The International Monetary Fund (IMF) cut its growth forecast for Argentina’s Gross Domestic Product (GDP) from 5.5% to 4.5% for 2025 and raised the inflation projection to 28%. This is detailed in the latest update of its “World Economic Prospects” report released this Tuesday in Washington.

The document also worsens the outlook for unemployment, increasing from 6.3% to 7.5% and inflation, which goes from 20% to 28% this year, compared to its last report from April of this year.

The forecasts, however, are above (are more positive) than those set by the Market Expectations Survey (REM). A survey carried out by the Central Bank of the main consulting firms and banks in the country. For 2025, they expect on average a real GDP level 3.9% higher than the 2024 average and inflation of 29.8% for this year.

Regarding the generation of foreign currency, the update of the current account balance (exports – imports) carried out by the IMF is even more worrying. Last April, the Fund expected this indicator to be -0.4% of GDP in 2025, that is, it already considered that imports would be greater than exports, within the framework of a backward dollar. However, they sharply worsened the forecast with today’s report, since the organization now foresees a deficit of 1.2% for this year, that is, three times more negative than six months ago.

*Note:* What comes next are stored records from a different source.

//! Advertising payload codec
//!
//! Builds legacy advertising payloads (flags + local name + service UUID
//! lists) and decodes the fields the central cares about out of raw
//! advertisement data. Payload layout is a sequence of length-prefixed AD
//! structures: `len, type, data[len-1]`.

use byteorder::{LittleEndian, WriteBytesExt};
use thiserror::Error;

use crate::uuid::Uuid;

pub const AD_TYPE_FLAGS: u8 = 0x01;
pub const AD_TYPE_UUID16_INCOMPLETE: u8 = 0x02;
pub const AD_TYPE_UUID16_COMPLETE: u8 = 0x03;
pub const AD_TYPE_UUID32_INCOMPLETE: u8 = 0x04;
pub const AD_TYPE_UUID32_COMPLETE: u8 = 0x05;
pub const AD_TYPE_UUID128_INCOMPLETE: u8 = 0x06;
pub const AD_TYPE_UUID128_COMPLETE: u8 = 0x07;
pub const AD_TYPE_NAME_SHORT: u8 = 0x08;
pub const AD_TYPE_NAME_COMPLETE: u8 = 0x09;

/// General discoverable, BR/EDR not supported
const ADV_FLAGS_GENERAL: u8 = 0x06;

/// Legacy advertising payloads are capped at 31 bytes
pub const ADV_MAX_PAYLOAD: usize = 31;

#[derive(Error, Debug)]
pub enum AdvError {
    #[error("advertising payload too long: {0} bytes (max {ADV_MAX_PAYLOAD})")]
    PayloadTooLong(usize),
}

/// Build an advertising payload carrying flags, a complete local name and
/// the given service UUIDs.
pub fn advertising_payload(name: &str, services: &[Uuid]) -> Result<Vec<u8>, AdvError> {
    let mut payload = Vec::with_capacity(ADV_MAX_PAYLOAD);

    append_field(&mut payload, AD_TYPE_FLAGS, &[ADV_FLAGS_GENERAL]);

    if !name.is_empty() {
        append_field(&mut payload, AD_TYPE_NAME_COMPLETE, name.as_bytes());
    }

    for service in services {
        let mut data = Vec::new();
        match service {
            Uuid::Uuid16(value) => {
                data.write_u16::<LittleEndian>(*value).unwrap();
                append_field(&mut payload, AD_TYPE_UUID16_COMPLETE, &data);
            }
            Uuid::Uuid32(value) => {
                data.write_u32::<LittleEndian>(*value).unwrap();
                append_field(&mut payload, AD_TYPE_UUID32_COMPLETE, &data);
            }
            Uuid::Uuid128(bytes) => {
                append_field(&mut payload, AD_TYPE_UUID128_COMPLETE, bytes);
            }
        }
    }

    if payload.len() > ADV_MAX_PAYLOAD {
        return Err(AdvError::PayloadTooLong(payload.len()));
    }
    Ok(payload)
}

fn append_field(payload: &mut Vec<u8>, ad_type: u8, data: &[u8]) {
    payload.push((data.len() + 1) as u8);
    payload.push(ad_type);
    payload.extend_from_slice(data);
}

/// Extract every occurrence of the given AD type from raw advertisement
/// data. Truncated trailing structures are ignored.
pub fn decode_field<'a>(adv_data: &'a [u8], ad_type: u8) -> Vec<&'a [u8]> {
    let mut result = Vec::new();
    let mut i = 0;

    while i + 1 < adv_data.len() {
        let length = adv_data[i] as usize;
        if length == 0 || i + 1 + length > adv_data.len() {
            break;
        }
        if adv_data[i + 1] == ad_type {
            result.push(&adv_data[i + 2..i + 1 + length]);
        }
        i += 1 + length;
    }

    result
}

/// Decode the advertised service UUIDs (complete and incomplete lists, all
/// three widths).
pub fn decode_services(adv_data: &[u8]) -> Vec<Uuid> {
    let mut services = Vec::new();

    for (ad_type, width) in [
        (AD_TYPE_UUID16_INCOMPLETE, 2usize),
        (AD_TYPE_UUID16_COMPLETE, 2),
        (AD_TYPE_UUID32_INCOMPLETE, 4),
        (AD_TYPE_UUID32_COMPLETE, 4),
        (AD_TYPE_UUID128_INCOMPLETE, 16),
        (AD_TYPE_UUID128_COMPLETE, 16),
    ] {
        for field in decode_field(adv_data, ad_type) {
            for chunk in field.chunks_exact(width) {
                if let Some(uuid) = Uuid::from_bytes(chunk) {
                    services.push(uuid);
                }
            }
        }
    }

    services
}

/// Decode the advertised local name, preferring the complete form.
pub fn decode_name(adv_data: &[u8]) -> Option<String> {
    for ad_type in [AD_TYPE_NAME_COMPLETE, AD_TYPE_NAME_SHORT] {
        if let Some(field) = decode_field(adv_data, ad_type).first() {
            return Some(String::from_utf8_lossy(field).into_owned());
        }
    }
    None
}

#[cfg(test)]
mod tests {
    use super::*;
    use crate::uuid::{CONTROL, SENSOR_SERVICE};

    #[test]
    fn test_payload_decodes_back() {
        let payload = advertising_payload("BLE-TEST", &[SENSOR_SERVICE]).unwrap();
        assert!(payload.len() <= ADV_MAX_PAYLOAD);
        assert_eq!(decode_name(&payload).as_deref(), Some("BLE-TEST"));
        assert_eq!(decode_services(&payload), vec![SENSOR_SERVICE]);
    }

    #[test]
    fn test_payload_too_long() {
        let err = advertising_payload("a-name-well-beyond-the-31-byte-limit", &[CONTROL]);
        assert!(matches!(err, Err(AdvError::PayloadTooLong(_))));
    }

    #[test]
    fn test_decode_incomplete_uuid_list() {
        // len=3, incomplete 16-bit list, 0x181A
        let data = [0x03, AD_TYPE_UUID16_INCOMPLETE, 0x1A, 0x18];
        assert_eq!(decode_services(&data), vec![SENSOR_SERVICE]);
    }

    #[test]
    fn test_decode_tolerates_truncation() {
        // Claims 5 data bytes but only 2 follow
        let data = [0x06, AD_TYPE_NAME_COMPLETE, b'h', b'i'];
        assert_eq!(decode_name(&data), None);
        assert!(decode_services(&data).is_empty());
    }

    #[test]
    fn test_decode_name_missing() {
        let payload = advertising_payload("", &[SENSOR_SERVICE]).unwrap();
        assert_eq!(decode_name(&payload), None);
    }
}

On the other hand, Morgan Stanley, one of the main investment banks in the United States, warned that the current exchange rate band scheme is not guaranteed despite the help of the United States and calculated 3 scenarios where the dollar would skyrocket after the elections.

In the most favorable, with continuity and broad political support, the dollar would stabilize near 1,700 pesos. If the electoral result is tight, the price could be between 1,800 and 2,000 pesos. On the other hand, a comprehensive defeat of the ruling party could take it above 2,000 pesos. All forecasts, above the bands imposed by the Government.

Statements to contain the dollar

This Tuesday, the Central Bank lost US$349 million and reserves reached 42 billion dollars. Although there was no official information about the outflow of reserves, it is estimated that it was due to payments to international organizations.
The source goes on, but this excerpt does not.